[DESCRIPTION OF THE TASK] Go through the listing below and return each line that includes "render".

[DATA LISTING]
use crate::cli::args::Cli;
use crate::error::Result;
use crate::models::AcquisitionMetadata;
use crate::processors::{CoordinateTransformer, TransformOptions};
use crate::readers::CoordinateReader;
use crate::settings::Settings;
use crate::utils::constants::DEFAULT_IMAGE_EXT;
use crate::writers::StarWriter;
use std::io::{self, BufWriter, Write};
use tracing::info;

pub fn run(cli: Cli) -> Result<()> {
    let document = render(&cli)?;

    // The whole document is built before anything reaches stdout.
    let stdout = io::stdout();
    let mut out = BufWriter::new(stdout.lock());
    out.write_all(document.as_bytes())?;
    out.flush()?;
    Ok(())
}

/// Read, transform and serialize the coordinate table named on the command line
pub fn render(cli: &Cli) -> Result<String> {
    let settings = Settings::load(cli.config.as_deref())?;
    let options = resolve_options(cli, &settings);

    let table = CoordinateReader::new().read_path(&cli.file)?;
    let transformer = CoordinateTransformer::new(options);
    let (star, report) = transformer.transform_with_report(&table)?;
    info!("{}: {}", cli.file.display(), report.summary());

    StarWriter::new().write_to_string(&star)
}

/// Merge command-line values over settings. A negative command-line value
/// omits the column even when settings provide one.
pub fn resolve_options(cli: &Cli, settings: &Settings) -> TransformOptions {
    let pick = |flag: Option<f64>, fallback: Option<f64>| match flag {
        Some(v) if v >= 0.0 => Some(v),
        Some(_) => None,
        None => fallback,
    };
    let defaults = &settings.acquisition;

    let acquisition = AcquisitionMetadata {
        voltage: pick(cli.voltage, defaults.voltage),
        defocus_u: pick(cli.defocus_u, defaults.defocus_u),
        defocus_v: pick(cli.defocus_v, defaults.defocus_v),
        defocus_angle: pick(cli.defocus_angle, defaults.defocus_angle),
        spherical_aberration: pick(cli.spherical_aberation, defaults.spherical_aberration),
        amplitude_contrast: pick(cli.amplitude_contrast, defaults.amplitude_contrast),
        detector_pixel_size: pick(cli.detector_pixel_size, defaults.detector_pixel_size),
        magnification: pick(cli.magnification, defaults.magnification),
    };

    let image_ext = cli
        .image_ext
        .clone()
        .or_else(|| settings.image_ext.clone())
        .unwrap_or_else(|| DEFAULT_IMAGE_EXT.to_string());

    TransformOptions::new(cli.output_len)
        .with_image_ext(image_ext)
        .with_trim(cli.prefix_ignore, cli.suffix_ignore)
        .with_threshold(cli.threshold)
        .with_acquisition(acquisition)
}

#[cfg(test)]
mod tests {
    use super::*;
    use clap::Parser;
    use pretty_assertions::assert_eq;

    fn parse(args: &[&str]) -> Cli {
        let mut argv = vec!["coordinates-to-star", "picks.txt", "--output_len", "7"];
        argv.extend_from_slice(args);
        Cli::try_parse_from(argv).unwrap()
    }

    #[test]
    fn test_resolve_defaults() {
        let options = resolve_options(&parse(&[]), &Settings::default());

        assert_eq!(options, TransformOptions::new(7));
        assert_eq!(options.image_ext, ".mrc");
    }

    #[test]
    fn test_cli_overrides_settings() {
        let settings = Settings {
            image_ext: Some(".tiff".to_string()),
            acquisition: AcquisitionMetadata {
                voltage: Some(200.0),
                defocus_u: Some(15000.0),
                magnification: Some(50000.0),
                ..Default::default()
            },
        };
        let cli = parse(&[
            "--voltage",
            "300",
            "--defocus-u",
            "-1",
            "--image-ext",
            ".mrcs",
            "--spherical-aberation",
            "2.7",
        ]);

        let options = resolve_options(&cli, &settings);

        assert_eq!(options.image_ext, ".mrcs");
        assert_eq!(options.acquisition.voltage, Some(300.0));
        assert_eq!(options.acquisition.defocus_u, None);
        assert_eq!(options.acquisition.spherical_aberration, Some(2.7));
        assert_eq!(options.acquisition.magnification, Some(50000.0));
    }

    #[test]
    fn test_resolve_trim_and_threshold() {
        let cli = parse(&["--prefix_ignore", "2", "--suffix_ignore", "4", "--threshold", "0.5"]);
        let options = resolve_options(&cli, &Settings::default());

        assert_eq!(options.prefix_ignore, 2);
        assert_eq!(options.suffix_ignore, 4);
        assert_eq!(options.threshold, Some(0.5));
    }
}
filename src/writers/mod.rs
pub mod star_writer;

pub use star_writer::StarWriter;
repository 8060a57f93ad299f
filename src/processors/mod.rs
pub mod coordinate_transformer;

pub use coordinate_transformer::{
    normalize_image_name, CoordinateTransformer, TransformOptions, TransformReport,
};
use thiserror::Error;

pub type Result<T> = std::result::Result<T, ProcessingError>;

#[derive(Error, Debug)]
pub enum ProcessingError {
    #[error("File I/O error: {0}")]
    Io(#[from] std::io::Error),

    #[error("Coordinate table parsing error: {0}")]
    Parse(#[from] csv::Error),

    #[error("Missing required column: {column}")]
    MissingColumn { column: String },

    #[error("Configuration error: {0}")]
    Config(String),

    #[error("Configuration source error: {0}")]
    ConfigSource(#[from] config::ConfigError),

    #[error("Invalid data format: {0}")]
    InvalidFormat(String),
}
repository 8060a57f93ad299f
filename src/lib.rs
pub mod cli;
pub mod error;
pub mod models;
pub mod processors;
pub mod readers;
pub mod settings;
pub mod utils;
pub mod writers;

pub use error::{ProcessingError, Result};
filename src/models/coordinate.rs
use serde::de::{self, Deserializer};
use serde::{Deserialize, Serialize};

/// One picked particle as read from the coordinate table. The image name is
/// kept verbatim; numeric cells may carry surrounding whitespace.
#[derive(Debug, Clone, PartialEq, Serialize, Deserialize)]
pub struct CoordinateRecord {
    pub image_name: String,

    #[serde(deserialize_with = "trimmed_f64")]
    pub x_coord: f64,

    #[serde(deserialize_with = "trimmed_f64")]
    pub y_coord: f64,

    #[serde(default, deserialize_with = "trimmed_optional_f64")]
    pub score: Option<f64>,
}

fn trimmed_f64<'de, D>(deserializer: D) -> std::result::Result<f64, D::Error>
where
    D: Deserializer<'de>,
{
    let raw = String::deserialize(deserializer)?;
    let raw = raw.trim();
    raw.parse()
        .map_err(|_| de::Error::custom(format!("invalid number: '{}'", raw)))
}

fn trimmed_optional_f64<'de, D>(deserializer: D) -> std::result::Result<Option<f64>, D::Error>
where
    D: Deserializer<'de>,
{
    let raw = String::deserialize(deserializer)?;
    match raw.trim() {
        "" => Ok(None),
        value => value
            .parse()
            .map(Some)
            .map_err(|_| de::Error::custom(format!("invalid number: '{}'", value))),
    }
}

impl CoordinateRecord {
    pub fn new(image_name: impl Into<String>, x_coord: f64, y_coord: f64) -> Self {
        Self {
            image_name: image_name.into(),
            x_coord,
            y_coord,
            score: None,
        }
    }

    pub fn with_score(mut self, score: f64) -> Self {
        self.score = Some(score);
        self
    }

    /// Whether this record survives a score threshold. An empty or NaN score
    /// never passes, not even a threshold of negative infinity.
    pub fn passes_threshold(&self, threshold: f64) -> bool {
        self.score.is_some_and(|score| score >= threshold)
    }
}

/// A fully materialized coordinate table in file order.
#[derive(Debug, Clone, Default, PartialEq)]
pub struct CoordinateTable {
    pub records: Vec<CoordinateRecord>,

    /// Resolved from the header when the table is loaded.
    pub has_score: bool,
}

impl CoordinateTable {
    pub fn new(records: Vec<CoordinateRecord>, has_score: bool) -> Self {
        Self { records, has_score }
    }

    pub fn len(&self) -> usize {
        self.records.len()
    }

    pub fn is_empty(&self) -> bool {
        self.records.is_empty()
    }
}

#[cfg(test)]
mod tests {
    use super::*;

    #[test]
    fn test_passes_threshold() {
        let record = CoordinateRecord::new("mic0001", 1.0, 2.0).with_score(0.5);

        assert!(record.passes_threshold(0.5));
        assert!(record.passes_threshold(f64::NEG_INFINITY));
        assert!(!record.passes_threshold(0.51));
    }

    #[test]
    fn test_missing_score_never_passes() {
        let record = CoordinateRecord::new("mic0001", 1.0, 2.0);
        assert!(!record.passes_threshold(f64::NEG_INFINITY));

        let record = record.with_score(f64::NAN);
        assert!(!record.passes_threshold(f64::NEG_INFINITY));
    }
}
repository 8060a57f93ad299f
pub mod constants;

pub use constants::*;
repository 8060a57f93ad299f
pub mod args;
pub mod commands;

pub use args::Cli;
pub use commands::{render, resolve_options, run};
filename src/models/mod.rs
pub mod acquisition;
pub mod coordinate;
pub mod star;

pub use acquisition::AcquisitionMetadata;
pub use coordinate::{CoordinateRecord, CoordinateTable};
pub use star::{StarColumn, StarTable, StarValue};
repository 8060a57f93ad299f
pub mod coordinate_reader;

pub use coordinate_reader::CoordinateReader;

[WRITTEN RESPONSE]
    let document = render(&cli)?;
pub fn render(cli: &Cli) -> Result<String> {
pub use commands::{render, resolve_options, run};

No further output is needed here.